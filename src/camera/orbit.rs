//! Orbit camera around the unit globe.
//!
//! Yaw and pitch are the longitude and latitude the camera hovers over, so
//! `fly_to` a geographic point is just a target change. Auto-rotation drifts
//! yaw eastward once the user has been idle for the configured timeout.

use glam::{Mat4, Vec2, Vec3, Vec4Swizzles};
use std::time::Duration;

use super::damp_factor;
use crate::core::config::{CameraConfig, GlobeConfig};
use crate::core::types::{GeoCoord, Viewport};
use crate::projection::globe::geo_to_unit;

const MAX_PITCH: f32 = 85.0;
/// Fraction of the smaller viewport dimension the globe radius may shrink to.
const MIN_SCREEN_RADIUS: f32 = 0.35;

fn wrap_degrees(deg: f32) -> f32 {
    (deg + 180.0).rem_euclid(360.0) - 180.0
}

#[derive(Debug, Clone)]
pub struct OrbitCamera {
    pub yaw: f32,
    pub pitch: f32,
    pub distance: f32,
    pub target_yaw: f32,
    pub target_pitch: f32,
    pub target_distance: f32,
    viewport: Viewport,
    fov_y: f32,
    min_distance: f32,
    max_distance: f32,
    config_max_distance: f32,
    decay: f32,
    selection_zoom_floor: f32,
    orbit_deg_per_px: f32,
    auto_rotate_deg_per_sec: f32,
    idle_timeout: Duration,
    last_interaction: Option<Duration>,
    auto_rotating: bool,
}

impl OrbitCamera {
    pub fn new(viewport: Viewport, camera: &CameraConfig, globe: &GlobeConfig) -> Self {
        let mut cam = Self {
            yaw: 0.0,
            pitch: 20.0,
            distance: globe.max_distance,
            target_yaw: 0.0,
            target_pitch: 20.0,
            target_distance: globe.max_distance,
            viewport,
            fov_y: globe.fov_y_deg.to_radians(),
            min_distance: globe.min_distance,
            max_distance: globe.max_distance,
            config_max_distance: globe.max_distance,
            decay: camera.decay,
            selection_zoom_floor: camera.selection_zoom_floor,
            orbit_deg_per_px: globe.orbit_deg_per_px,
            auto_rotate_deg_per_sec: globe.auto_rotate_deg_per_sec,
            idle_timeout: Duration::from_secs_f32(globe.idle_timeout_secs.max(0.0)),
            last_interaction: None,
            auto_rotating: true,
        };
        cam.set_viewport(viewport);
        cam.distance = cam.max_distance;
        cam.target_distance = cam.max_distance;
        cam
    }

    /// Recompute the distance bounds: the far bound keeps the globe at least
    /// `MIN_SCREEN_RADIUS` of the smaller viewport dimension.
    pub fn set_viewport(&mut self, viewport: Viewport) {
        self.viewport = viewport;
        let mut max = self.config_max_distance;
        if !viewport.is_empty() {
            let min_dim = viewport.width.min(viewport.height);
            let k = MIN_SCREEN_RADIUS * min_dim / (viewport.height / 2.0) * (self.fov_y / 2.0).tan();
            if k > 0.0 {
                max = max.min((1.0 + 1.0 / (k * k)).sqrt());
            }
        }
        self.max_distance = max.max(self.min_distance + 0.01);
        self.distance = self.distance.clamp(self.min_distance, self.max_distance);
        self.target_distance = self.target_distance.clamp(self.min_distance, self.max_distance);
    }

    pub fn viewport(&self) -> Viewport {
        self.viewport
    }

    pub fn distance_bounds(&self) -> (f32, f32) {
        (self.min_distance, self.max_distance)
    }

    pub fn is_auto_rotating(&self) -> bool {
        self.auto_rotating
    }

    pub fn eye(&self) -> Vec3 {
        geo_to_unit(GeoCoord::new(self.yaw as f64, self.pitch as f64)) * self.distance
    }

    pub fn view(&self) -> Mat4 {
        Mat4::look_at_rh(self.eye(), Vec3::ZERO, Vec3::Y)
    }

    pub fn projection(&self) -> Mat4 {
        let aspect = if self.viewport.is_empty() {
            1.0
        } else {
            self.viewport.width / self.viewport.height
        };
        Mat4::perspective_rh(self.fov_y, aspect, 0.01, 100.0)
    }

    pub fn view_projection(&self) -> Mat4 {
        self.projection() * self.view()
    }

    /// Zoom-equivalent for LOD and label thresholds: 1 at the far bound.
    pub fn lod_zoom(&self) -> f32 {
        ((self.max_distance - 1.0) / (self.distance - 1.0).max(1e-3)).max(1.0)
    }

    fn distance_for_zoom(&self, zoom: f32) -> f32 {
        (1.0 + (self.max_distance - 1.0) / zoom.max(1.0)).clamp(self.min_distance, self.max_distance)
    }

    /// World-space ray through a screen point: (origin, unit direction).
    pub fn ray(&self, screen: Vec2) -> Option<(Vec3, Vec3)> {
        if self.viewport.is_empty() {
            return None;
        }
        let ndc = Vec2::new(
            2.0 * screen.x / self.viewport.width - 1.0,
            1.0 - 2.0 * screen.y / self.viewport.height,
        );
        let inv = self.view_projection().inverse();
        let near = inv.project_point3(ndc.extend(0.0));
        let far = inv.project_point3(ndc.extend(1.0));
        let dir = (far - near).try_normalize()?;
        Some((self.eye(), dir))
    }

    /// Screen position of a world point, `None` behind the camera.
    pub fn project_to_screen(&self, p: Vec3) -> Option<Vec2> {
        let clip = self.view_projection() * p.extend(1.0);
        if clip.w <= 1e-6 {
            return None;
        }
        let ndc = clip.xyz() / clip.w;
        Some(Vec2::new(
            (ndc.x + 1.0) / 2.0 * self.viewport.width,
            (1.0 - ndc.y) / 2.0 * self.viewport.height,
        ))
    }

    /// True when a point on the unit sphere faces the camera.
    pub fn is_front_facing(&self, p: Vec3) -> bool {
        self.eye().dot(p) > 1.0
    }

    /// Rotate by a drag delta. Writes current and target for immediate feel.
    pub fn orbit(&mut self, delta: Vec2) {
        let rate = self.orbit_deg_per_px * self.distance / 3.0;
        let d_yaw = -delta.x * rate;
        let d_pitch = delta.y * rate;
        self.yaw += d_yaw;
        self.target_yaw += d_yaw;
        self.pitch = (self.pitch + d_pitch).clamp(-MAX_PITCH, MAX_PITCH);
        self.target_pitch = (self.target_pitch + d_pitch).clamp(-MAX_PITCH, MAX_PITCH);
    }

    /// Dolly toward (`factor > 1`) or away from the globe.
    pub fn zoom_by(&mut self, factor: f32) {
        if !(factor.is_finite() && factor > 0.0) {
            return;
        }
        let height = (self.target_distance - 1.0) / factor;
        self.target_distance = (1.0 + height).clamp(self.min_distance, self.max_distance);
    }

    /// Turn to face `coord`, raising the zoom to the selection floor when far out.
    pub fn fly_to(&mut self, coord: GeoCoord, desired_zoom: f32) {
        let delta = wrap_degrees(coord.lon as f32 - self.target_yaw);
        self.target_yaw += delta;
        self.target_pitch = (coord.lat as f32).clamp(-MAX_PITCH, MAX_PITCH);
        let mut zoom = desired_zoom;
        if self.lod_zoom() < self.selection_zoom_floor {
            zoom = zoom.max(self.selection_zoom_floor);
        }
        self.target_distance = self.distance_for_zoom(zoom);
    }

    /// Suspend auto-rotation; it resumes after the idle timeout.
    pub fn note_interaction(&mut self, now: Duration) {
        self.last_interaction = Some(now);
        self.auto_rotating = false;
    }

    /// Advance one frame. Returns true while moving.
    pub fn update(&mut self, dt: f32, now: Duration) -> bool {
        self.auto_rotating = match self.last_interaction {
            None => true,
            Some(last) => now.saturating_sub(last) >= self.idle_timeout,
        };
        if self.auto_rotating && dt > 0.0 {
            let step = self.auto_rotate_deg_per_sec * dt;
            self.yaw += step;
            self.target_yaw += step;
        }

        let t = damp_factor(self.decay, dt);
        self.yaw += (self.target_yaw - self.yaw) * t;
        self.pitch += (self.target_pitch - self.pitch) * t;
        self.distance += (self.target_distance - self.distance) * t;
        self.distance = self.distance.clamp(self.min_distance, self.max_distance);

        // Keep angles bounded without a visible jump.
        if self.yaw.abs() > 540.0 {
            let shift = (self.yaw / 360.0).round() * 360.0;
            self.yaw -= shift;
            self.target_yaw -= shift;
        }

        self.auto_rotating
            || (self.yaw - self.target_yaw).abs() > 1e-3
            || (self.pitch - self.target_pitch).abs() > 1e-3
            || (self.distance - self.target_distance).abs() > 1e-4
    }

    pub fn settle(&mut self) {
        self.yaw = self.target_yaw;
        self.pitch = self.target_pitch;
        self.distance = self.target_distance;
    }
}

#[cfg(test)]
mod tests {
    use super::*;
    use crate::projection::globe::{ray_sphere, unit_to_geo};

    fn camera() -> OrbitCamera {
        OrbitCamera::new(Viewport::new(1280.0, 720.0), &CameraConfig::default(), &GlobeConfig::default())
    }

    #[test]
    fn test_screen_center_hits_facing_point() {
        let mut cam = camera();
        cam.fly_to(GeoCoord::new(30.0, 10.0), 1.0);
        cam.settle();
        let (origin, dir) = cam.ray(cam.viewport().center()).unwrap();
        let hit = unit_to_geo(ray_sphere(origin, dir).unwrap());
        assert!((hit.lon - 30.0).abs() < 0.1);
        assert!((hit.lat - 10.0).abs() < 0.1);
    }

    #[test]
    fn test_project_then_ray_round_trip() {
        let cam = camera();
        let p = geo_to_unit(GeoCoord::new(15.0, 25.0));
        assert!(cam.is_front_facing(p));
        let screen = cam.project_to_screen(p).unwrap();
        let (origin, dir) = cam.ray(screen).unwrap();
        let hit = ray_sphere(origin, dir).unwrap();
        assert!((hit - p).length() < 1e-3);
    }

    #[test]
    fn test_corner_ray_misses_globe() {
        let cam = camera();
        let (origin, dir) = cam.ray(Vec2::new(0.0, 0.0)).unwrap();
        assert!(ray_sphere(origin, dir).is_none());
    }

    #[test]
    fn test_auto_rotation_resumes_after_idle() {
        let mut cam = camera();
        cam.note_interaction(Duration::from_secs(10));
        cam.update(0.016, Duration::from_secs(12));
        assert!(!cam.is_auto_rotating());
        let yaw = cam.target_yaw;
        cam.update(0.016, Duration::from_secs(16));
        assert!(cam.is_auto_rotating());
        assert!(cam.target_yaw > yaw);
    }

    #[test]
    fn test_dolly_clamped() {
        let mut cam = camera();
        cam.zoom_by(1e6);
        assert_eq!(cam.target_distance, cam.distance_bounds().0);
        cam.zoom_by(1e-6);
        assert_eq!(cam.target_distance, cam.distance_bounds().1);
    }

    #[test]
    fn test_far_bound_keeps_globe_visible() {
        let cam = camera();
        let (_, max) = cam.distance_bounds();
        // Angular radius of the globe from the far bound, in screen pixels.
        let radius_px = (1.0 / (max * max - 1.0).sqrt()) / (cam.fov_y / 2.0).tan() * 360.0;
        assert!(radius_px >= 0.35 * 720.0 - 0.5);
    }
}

...

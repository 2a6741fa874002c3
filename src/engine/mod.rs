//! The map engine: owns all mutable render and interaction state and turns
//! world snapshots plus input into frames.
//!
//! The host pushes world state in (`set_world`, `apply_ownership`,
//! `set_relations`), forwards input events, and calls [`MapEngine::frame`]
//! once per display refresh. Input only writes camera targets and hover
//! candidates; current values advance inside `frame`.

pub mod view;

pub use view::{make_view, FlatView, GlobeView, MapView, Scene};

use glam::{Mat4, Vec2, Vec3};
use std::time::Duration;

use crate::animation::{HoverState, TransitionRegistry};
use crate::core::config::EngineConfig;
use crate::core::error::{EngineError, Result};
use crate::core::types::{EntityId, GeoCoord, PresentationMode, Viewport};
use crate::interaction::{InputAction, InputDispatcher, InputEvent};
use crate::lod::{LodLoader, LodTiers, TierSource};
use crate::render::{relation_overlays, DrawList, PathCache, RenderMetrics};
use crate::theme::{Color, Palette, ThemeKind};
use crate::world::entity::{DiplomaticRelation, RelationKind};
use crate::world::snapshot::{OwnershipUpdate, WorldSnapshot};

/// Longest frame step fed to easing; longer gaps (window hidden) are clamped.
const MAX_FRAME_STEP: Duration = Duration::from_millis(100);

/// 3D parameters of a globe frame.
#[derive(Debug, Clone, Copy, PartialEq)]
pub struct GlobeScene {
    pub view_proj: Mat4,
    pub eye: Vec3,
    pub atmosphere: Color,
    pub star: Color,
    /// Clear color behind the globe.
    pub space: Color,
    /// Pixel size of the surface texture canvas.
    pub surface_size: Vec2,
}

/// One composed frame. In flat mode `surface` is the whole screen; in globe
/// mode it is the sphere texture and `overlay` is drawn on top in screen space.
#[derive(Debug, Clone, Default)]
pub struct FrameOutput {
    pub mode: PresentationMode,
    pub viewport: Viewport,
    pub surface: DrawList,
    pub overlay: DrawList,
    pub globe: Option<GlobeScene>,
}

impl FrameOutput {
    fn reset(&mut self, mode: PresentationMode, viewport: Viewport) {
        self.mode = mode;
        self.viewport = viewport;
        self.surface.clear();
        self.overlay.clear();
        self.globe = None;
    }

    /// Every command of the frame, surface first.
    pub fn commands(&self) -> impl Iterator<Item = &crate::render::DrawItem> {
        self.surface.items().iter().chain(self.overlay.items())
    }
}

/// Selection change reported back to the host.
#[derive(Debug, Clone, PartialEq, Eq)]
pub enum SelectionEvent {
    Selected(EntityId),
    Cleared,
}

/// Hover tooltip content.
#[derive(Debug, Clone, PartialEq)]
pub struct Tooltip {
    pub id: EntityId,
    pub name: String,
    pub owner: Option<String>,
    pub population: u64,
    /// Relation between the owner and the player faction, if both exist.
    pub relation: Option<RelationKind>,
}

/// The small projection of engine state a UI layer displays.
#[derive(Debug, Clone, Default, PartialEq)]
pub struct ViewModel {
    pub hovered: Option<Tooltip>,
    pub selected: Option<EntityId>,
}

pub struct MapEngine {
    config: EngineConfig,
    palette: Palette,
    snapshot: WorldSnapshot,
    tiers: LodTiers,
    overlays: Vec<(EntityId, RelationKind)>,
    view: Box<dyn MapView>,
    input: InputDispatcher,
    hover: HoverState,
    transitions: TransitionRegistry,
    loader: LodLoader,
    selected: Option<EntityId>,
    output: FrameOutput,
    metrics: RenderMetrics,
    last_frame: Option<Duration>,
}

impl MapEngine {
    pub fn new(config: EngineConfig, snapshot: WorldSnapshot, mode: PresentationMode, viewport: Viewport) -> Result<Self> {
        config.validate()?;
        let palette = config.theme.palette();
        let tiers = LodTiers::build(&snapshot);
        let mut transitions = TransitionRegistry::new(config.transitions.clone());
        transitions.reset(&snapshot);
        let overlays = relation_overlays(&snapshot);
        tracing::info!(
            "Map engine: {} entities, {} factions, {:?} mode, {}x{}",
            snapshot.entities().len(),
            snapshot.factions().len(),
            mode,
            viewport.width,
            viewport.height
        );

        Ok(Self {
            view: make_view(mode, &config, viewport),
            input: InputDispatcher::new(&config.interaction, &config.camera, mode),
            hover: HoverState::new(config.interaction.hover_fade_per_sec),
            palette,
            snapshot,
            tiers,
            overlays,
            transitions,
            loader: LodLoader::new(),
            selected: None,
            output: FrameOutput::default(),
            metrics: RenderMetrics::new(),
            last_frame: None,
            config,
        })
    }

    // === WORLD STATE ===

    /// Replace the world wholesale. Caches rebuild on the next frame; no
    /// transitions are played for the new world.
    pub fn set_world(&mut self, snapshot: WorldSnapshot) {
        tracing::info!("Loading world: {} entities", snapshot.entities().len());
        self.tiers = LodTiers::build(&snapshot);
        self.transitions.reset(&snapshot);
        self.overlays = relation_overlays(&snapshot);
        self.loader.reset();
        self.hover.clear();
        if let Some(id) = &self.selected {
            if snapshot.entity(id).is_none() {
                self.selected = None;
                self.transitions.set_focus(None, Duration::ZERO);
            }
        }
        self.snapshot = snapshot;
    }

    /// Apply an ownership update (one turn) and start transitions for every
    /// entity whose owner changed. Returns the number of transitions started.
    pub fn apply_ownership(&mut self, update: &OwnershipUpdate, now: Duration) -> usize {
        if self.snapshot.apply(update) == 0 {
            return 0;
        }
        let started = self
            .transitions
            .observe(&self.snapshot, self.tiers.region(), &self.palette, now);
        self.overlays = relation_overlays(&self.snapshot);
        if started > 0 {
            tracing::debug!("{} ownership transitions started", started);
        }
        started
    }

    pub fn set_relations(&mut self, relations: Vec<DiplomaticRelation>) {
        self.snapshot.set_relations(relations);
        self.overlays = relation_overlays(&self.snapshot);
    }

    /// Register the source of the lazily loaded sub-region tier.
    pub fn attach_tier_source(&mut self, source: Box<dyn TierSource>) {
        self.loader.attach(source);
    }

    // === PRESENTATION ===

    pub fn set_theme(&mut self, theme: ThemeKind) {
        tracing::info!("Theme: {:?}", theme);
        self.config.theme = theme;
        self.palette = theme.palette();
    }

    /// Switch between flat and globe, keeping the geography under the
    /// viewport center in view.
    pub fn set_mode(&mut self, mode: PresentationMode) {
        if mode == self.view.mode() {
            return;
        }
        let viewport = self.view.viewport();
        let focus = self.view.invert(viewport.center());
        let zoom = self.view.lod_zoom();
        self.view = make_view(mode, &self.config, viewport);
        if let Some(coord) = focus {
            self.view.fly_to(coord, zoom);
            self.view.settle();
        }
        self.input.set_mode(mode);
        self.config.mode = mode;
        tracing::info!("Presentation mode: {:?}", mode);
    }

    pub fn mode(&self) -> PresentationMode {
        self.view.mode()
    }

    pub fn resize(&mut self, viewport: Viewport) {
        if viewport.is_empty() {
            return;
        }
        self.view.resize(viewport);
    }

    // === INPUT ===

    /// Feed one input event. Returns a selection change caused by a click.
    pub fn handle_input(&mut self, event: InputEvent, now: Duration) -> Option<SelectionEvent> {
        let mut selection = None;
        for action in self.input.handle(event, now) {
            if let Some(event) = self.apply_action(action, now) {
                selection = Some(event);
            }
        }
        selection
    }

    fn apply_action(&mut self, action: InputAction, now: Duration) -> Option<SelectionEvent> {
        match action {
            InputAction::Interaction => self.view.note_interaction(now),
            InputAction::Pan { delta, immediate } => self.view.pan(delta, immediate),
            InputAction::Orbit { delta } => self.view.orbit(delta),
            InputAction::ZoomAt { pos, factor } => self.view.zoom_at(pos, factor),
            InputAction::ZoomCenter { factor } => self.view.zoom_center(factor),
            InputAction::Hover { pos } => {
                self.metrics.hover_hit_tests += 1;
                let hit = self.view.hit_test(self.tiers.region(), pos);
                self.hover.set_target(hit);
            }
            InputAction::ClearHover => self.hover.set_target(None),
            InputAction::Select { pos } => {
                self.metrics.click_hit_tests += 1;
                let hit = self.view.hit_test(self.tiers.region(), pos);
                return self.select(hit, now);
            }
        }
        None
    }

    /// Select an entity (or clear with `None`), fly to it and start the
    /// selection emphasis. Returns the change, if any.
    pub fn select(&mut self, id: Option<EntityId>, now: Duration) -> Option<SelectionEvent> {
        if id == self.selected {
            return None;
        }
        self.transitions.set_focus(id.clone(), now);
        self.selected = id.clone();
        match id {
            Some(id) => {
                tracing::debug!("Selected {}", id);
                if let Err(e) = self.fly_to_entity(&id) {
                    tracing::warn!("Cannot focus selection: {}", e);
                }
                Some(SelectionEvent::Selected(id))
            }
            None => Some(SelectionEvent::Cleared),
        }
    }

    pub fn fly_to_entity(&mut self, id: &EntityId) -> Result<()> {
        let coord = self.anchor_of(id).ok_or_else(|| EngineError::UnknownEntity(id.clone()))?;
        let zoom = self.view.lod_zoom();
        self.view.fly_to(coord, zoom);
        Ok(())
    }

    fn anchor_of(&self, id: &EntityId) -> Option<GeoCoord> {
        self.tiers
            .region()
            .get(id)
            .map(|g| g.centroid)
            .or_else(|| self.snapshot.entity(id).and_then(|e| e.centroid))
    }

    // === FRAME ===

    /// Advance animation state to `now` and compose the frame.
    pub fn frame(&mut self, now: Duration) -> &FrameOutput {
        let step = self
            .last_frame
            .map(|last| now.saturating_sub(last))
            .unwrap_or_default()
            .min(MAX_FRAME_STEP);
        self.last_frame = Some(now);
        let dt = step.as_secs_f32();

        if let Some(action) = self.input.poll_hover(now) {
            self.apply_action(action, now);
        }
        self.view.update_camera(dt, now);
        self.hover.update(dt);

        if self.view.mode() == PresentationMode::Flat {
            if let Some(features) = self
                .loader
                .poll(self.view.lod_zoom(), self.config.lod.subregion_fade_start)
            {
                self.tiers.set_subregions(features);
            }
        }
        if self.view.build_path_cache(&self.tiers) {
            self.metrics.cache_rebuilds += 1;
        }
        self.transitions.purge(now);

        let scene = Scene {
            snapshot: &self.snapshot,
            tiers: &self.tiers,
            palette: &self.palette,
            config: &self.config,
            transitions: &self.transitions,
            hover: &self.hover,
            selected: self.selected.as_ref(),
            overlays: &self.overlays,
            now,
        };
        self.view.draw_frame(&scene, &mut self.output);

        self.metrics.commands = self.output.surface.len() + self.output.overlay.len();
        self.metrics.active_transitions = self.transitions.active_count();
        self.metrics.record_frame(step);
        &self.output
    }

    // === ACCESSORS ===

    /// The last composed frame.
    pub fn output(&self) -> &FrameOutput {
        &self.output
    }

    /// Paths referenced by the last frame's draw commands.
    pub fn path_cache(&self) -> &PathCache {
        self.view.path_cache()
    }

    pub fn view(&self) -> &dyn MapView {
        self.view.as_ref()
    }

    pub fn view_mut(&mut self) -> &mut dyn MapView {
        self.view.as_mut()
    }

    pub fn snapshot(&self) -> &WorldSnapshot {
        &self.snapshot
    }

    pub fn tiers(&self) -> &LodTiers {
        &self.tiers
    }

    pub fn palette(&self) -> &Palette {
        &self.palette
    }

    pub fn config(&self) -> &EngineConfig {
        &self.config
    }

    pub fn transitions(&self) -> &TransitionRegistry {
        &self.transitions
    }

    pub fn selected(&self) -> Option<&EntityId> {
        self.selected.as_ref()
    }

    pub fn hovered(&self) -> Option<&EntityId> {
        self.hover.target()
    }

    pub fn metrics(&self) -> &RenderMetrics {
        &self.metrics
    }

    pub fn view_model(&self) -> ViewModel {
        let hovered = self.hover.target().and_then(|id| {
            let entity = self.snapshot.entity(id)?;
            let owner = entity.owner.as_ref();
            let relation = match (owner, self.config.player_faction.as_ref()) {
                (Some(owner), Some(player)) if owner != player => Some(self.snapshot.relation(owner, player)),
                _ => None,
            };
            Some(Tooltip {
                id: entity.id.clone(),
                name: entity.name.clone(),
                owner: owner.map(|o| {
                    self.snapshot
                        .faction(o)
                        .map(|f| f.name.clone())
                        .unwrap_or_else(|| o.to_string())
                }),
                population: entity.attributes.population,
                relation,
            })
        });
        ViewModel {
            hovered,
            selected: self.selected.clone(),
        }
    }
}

* [Work task]:
Within the entries, how many lines contain the word "settle"? Answer with a number alone.

* [Result for this exercise]:
3